> **EXERCISE**: In the records below, find every line with the word "trend" and copy it.

> **DATA UNDER STUDY**:

—————

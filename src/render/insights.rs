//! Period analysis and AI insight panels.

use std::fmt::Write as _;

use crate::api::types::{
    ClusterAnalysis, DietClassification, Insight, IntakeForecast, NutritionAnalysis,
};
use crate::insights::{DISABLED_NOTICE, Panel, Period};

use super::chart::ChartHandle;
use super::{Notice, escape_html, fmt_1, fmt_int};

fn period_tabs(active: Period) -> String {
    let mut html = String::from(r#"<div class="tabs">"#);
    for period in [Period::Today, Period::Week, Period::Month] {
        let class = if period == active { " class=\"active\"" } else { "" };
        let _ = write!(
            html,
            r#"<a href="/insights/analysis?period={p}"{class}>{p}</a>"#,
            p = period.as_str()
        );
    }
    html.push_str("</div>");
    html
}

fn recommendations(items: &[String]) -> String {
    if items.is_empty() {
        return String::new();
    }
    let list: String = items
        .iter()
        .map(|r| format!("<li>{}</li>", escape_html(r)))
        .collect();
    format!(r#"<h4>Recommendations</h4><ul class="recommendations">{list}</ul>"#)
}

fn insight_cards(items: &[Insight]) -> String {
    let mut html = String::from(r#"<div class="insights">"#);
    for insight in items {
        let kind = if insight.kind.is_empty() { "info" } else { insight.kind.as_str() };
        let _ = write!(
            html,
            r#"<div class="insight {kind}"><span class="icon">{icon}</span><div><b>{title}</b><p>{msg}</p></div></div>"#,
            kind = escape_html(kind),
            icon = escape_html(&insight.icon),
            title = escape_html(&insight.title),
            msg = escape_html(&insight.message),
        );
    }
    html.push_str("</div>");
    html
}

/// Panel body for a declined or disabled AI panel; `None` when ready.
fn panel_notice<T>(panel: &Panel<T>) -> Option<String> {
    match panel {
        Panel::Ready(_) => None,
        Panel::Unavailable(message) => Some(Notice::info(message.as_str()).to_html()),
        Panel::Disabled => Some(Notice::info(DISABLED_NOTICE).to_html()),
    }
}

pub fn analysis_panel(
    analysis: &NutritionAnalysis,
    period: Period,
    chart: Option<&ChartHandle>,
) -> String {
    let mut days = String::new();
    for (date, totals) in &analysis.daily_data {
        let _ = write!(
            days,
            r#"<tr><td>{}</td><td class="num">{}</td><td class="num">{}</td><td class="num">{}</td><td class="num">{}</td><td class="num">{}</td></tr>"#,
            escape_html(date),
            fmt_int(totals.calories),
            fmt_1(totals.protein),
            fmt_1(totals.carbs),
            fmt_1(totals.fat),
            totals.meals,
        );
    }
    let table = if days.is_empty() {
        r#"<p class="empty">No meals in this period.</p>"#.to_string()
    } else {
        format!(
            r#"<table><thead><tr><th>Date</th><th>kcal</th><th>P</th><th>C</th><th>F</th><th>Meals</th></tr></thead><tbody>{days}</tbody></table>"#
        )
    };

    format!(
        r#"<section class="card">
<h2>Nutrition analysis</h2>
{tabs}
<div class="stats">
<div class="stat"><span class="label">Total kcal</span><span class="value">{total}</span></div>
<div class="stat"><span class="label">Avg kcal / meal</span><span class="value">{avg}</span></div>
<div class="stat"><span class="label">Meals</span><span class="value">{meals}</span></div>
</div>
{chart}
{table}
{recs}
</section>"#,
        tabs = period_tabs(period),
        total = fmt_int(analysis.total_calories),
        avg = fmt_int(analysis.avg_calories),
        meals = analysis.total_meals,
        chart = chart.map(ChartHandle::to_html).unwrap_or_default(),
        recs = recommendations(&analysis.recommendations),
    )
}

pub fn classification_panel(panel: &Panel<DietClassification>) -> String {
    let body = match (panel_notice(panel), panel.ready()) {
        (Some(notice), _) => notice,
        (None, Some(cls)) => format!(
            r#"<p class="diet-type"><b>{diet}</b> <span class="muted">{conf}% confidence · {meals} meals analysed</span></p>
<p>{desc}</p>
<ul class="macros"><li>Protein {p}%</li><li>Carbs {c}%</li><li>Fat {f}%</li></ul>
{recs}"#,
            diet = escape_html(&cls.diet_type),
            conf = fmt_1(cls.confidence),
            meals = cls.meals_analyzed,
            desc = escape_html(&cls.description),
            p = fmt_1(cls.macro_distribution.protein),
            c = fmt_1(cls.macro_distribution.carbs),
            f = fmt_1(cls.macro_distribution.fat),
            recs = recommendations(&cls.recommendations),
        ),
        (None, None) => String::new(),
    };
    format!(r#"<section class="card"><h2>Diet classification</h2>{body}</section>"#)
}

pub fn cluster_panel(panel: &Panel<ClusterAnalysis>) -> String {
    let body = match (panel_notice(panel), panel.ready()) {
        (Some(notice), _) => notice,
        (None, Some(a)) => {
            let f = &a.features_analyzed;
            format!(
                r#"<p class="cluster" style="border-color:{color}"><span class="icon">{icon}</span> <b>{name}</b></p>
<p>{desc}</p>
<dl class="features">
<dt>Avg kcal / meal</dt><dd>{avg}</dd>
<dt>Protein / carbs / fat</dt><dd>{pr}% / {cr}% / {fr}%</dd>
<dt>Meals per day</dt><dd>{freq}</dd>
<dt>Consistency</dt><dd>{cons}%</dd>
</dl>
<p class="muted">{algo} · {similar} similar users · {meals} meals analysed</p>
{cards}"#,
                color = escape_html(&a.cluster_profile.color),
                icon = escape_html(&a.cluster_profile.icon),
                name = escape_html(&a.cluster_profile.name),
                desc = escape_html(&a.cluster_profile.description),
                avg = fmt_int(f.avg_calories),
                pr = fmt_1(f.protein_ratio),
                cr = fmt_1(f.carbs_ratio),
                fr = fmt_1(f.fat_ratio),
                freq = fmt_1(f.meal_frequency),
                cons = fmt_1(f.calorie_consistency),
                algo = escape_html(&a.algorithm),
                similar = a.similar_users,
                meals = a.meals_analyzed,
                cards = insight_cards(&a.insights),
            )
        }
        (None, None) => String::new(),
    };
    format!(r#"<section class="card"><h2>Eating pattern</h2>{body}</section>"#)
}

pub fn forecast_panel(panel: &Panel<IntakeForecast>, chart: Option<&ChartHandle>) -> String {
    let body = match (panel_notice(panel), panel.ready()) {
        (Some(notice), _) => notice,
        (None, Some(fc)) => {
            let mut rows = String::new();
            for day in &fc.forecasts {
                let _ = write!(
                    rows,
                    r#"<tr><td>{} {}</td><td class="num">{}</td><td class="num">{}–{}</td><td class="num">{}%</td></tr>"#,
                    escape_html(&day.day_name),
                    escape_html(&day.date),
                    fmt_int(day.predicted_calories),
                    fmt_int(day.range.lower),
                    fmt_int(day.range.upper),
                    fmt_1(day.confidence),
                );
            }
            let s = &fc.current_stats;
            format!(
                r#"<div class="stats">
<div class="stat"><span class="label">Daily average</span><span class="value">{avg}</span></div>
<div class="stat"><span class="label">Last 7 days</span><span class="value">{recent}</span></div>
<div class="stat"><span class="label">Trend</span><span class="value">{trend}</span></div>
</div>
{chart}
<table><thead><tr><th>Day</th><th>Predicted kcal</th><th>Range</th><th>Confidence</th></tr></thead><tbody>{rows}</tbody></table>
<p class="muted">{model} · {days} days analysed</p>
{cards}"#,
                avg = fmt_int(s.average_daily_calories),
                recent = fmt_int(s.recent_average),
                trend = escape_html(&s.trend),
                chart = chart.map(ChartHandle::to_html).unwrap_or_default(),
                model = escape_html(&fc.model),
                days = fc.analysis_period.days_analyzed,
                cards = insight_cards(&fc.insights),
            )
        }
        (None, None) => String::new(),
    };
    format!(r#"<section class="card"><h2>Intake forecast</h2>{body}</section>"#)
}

—————

> **OUTPUT**:
<div class="stat"><span class="label">Trend</span><span class="value">{trend}</span></div>
                trend = escape_html(&s.trend),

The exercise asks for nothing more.